**What you should do:**
Please copy exactly the lines from the top of the data through the line containing "nothing here reads", and nothing else.

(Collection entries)

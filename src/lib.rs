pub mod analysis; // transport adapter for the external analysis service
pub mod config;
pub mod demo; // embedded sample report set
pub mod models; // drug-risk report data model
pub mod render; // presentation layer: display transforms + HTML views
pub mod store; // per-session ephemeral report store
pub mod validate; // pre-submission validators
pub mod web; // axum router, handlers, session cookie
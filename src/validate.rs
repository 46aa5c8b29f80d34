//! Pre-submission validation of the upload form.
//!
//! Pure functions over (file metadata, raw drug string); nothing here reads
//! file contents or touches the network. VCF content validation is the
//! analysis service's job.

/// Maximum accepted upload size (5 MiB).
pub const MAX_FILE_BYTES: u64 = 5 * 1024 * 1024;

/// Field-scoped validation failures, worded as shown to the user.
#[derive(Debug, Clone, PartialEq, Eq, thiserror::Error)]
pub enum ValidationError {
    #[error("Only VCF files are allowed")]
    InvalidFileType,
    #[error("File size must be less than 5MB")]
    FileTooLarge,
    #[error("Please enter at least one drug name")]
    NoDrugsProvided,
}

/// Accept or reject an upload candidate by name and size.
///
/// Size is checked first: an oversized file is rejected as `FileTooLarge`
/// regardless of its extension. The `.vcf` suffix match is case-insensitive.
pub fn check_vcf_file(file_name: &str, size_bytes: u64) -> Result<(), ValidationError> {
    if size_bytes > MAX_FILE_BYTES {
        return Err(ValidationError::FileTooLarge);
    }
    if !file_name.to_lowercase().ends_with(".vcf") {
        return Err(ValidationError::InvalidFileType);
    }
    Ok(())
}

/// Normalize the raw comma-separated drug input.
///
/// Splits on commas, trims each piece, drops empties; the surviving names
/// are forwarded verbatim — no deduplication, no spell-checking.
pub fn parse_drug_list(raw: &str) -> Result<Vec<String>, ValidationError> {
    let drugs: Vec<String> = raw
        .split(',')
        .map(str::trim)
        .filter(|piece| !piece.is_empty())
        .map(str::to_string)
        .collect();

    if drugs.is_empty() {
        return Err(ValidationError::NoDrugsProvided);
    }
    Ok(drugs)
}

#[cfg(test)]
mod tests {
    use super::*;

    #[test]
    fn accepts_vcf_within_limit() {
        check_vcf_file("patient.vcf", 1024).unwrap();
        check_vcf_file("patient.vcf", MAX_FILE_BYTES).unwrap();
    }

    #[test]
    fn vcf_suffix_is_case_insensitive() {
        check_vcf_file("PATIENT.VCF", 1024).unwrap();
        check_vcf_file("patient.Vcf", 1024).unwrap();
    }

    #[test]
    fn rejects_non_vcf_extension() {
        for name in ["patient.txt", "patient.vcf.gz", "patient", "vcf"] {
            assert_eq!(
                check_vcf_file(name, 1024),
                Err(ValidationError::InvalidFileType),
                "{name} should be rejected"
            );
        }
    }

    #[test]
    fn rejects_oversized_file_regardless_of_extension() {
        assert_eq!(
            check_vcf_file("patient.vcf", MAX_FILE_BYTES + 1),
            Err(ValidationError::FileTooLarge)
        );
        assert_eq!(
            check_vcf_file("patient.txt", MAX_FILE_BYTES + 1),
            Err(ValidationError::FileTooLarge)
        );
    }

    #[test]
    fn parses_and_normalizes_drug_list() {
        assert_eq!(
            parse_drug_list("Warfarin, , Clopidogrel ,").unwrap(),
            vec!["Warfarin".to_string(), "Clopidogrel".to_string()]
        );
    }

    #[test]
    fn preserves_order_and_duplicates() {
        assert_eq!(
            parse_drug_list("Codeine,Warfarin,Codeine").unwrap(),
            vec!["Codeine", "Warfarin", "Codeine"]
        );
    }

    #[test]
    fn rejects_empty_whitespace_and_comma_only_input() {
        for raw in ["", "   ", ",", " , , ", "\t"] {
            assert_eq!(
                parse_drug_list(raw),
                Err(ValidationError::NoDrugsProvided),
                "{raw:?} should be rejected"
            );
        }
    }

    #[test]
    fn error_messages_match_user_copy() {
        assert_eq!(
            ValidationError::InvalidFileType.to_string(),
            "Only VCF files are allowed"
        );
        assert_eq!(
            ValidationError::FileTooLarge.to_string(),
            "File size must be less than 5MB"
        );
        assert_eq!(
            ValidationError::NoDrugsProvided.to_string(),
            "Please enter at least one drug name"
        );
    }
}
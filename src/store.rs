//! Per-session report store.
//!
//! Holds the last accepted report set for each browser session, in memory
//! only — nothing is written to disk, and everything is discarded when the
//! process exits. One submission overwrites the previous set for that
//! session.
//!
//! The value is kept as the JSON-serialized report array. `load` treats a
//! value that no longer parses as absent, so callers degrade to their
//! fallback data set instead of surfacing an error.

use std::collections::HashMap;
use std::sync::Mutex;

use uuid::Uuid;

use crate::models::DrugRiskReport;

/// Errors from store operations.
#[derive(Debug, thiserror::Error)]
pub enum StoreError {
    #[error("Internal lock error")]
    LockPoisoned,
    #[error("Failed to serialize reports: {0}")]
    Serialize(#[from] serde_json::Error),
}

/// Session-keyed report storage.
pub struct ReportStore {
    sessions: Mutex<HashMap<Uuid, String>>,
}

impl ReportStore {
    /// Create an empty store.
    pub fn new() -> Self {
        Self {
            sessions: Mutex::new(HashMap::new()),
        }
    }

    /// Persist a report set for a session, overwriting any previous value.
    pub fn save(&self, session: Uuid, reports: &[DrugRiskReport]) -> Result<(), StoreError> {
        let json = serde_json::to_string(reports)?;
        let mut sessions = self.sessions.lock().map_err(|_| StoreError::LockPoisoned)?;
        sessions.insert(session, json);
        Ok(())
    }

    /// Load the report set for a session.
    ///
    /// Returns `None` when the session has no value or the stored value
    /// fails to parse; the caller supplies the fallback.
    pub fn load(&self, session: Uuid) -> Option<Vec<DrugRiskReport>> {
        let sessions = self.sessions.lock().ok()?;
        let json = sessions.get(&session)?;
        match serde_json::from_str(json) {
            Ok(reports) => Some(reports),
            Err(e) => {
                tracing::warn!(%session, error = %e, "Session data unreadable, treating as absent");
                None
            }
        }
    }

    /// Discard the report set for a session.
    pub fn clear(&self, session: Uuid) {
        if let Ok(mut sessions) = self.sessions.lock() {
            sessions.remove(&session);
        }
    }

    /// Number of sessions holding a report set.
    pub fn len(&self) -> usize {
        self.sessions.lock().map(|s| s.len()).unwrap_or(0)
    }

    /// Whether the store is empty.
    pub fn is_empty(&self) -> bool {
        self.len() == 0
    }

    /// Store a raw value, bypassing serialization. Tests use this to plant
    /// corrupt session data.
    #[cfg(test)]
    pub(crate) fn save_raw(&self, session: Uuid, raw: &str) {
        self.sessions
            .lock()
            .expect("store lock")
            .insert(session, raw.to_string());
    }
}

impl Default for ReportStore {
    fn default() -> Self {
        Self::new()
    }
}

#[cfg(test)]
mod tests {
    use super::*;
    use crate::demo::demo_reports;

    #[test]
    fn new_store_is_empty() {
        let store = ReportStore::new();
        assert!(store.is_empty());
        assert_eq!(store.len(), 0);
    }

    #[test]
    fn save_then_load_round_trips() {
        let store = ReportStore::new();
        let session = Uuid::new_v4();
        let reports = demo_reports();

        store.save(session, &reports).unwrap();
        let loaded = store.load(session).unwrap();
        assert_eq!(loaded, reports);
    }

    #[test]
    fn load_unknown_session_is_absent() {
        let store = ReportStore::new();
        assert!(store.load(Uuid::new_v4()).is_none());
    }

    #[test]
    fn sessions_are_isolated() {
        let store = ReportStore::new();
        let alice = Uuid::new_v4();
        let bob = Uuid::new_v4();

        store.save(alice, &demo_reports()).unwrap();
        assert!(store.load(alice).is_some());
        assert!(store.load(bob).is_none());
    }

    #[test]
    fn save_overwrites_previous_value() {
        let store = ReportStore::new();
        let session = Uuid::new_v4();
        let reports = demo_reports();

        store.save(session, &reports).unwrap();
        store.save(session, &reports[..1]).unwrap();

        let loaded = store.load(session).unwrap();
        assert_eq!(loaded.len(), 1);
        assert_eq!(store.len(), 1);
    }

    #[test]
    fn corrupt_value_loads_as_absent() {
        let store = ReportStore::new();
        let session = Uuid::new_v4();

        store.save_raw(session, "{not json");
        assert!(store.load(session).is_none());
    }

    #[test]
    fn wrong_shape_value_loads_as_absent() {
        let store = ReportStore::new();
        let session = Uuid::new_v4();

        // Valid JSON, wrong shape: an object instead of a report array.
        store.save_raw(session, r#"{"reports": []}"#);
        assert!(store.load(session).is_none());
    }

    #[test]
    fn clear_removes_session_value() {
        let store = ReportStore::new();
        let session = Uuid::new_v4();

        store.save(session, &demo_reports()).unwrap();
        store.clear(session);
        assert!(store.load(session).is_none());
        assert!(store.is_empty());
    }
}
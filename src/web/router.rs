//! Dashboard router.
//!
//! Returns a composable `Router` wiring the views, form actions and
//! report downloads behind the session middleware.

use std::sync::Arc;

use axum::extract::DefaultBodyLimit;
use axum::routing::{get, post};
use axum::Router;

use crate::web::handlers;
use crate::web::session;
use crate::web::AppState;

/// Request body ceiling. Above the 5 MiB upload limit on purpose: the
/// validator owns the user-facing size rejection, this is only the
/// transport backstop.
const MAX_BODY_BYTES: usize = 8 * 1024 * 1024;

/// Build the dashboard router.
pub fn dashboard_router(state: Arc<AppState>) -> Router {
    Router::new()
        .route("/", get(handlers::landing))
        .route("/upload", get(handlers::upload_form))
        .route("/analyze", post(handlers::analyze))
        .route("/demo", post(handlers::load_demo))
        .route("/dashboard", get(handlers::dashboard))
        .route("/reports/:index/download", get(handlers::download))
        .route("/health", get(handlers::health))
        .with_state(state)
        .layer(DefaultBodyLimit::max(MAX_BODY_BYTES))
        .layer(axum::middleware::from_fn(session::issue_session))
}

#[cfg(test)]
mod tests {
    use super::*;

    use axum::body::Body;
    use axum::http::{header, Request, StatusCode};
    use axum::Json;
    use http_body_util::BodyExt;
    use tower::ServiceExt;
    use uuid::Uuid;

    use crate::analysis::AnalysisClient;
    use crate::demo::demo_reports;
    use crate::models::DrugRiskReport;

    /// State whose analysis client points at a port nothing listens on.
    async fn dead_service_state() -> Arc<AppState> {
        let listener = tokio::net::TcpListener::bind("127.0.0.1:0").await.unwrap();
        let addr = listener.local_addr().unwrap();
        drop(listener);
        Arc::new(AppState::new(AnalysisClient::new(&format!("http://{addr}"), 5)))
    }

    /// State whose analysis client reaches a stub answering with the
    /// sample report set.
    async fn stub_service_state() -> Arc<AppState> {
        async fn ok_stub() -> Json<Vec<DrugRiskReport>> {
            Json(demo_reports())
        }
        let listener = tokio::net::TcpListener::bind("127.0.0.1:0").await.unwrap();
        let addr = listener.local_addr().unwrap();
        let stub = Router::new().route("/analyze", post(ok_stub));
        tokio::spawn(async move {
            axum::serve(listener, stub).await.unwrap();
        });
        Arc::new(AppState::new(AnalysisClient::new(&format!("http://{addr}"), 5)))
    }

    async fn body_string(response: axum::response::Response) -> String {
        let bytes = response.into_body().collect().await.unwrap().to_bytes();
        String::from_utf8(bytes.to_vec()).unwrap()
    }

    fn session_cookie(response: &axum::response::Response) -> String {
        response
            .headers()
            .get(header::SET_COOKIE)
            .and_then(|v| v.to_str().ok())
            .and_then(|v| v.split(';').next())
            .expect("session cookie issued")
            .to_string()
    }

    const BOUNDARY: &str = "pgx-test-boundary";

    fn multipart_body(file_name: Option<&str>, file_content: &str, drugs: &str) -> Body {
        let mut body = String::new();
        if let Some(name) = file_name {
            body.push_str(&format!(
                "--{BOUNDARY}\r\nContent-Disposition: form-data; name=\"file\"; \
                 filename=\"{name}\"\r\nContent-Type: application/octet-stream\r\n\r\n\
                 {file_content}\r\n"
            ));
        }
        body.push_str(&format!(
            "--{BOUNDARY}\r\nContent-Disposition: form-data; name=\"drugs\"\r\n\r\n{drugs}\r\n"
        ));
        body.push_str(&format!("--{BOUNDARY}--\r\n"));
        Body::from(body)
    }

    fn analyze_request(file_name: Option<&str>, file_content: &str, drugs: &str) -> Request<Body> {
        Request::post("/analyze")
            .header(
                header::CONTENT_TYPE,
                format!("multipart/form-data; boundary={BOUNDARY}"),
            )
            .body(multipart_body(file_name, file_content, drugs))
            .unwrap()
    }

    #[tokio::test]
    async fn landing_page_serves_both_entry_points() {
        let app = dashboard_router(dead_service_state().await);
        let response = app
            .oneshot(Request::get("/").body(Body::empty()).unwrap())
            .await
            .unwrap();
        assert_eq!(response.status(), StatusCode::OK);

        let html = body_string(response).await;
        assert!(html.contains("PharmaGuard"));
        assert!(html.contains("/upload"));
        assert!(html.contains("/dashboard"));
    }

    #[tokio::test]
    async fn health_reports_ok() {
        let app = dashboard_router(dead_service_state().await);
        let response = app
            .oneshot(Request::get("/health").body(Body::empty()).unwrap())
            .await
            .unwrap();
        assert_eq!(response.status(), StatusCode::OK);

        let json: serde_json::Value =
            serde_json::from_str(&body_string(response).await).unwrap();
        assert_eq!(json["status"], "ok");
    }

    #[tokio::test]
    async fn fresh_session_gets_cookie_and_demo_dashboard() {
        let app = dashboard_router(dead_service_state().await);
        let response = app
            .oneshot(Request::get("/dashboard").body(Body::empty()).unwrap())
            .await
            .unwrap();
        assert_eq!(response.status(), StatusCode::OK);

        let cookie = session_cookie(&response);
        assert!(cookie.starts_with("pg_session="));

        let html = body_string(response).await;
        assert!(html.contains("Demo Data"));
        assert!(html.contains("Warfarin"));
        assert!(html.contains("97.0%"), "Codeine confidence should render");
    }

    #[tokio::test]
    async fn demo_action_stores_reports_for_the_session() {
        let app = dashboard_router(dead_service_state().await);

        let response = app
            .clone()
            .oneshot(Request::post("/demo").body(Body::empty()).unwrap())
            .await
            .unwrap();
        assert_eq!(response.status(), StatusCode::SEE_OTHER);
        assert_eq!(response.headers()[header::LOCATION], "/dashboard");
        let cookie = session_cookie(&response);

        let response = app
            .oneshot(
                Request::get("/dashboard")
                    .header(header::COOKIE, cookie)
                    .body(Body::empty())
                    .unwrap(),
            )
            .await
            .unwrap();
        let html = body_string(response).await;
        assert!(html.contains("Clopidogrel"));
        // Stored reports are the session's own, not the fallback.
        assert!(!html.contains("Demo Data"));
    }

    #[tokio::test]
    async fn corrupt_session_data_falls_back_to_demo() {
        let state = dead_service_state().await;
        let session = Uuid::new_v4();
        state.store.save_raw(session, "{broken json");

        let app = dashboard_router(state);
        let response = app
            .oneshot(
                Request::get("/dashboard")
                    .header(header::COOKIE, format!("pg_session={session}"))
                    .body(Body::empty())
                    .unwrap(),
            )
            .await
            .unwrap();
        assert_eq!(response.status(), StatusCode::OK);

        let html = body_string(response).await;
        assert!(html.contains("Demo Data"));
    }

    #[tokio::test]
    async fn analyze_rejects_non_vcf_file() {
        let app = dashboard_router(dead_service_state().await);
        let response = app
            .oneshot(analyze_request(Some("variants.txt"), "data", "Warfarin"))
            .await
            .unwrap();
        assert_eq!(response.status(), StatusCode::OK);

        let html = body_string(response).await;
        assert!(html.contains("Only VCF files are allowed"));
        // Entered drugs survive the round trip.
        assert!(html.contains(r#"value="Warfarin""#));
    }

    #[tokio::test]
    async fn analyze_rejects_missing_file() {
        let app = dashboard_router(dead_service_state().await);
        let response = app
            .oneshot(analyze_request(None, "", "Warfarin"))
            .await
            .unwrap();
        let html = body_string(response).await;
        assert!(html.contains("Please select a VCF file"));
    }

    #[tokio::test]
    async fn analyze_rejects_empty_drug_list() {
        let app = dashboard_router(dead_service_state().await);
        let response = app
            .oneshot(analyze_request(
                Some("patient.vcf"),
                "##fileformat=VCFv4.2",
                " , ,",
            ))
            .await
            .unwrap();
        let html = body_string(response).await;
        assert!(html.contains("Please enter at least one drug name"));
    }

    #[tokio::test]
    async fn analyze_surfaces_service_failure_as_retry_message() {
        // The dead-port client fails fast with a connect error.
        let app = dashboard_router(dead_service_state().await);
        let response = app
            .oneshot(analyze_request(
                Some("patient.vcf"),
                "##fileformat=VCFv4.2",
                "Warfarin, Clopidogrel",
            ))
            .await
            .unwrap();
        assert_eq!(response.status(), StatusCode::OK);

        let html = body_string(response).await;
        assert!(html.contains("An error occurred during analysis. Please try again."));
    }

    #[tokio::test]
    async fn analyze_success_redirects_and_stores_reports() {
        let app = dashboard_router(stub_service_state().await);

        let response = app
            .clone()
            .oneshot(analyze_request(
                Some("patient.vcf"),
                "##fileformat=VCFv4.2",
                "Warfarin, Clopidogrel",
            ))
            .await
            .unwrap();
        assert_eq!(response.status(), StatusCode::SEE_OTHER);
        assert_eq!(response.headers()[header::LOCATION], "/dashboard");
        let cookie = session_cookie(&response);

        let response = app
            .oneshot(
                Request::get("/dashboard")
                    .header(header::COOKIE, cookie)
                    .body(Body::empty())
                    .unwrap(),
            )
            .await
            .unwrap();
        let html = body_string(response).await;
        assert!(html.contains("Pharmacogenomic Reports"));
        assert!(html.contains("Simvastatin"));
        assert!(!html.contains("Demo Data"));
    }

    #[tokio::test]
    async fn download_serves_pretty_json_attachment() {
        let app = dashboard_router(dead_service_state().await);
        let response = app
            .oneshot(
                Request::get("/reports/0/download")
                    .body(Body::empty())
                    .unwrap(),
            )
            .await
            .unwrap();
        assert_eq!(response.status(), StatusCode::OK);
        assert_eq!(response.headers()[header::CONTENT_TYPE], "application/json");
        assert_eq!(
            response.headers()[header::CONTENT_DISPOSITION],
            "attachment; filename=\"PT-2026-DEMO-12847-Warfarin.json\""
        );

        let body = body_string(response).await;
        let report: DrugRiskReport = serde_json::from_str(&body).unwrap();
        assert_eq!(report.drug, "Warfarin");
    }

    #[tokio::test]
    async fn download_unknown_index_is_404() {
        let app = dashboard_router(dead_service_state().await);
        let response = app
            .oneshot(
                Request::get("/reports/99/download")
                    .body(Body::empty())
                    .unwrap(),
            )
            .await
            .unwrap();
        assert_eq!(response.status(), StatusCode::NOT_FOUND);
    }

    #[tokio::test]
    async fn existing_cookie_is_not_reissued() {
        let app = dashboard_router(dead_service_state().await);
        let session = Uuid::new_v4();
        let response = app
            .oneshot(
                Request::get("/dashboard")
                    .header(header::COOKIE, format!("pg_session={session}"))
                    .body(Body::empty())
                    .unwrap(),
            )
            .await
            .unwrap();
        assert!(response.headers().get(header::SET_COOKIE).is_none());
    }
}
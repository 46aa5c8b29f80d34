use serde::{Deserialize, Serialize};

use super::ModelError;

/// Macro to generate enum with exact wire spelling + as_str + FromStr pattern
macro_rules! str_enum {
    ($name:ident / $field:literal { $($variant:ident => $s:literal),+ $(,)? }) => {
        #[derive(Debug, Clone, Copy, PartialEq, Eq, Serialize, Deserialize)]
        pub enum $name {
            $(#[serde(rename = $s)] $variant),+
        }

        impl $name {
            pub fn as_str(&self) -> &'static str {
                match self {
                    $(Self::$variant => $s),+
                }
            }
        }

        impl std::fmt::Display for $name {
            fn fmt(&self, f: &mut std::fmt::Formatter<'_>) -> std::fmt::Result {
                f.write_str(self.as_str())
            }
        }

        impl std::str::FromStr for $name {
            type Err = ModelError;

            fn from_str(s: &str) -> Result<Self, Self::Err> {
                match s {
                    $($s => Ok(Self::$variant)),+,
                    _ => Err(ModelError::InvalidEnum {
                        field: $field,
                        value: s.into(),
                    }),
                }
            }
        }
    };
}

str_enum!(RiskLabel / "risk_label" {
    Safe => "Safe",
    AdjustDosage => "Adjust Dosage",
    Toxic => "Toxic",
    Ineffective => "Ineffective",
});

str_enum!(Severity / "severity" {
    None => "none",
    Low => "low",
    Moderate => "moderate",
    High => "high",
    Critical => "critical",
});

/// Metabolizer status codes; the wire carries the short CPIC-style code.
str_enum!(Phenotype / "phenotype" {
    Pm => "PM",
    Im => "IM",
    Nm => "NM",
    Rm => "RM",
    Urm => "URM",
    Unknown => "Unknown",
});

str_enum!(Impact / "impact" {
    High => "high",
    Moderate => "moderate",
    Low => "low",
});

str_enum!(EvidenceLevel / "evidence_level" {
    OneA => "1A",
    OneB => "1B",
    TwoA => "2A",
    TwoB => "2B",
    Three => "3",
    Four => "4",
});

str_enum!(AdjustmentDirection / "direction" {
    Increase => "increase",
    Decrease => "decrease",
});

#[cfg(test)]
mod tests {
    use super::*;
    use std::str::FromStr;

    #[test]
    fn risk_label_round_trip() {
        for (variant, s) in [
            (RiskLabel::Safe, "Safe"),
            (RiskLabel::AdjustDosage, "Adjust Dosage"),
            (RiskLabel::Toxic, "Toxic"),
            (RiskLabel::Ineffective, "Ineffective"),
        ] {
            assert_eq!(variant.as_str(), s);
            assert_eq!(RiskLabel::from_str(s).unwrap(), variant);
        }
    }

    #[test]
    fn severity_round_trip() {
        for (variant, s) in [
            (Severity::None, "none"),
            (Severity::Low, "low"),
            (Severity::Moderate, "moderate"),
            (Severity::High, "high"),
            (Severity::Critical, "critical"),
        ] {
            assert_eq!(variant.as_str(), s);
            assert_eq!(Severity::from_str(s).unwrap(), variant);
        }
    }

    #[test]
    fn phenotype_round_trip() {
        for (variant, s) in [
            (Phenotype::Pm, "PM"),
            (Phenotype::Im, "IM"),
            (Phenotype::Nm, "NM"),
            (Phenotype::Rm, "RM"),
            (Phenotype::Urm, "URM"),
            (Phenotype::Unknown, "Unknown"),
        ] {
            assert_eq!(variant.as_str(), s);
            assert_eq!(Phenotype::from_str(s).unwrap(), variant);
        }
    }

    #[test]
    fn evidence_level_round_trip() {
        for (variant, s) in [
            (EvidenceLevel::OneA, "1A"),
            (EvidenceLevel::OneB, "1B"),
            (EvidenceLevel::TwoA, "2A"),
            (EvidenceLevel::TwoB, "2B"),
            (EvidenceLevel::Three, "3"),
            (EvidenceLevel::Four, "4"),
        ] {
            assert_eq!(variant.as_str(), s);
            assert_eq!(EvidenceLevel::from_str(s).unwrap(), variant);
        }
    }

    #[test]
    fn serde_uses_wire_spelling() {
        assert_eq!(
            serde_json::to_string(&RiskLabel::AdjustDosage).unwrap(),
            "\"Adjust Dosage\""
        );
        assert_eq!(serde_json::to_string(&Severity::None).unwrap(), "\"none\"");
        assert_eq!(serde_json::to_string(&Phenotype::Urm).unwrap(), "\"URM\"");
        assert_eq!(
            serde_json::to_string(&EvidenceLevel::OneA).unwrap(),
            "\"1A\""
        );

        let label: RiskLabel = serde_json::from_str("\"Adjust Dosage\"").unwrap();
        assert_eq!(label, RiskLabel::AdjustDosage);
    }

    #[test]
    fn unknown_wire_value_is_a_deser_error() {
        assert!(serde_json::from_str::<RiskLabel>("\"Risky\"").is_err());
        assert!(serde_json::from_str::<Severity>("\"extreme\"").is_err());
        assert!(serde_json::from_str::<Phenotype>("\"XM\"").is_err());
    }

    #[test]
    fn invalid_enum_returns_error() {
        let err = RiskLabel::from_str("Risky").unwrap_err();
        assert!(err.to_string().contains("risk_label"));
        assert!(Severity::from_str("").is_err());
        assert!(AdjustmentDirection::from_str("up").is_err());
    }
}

**Solution:**
filename src/lib.rs
pub mod analysis; // transport adapter for the external analysis service
pub mod config;
pub mod demo; // embedded sample report set
pub mod models; // drug-risk report data model
pub mod render; // presentation layer: display transforms + HTML views
pub mod store; // per-session ephemeral report store
pub mod validate; // pre-submission validators
pub mod web; // axum router, handlers, session cookie
filename src/validate.rs
repository 46aa5c8b29f80d34
//! Pre-submission validation of the upload form.
//!
//! Pure functions over (file metadata, raw drug string); nothing here reads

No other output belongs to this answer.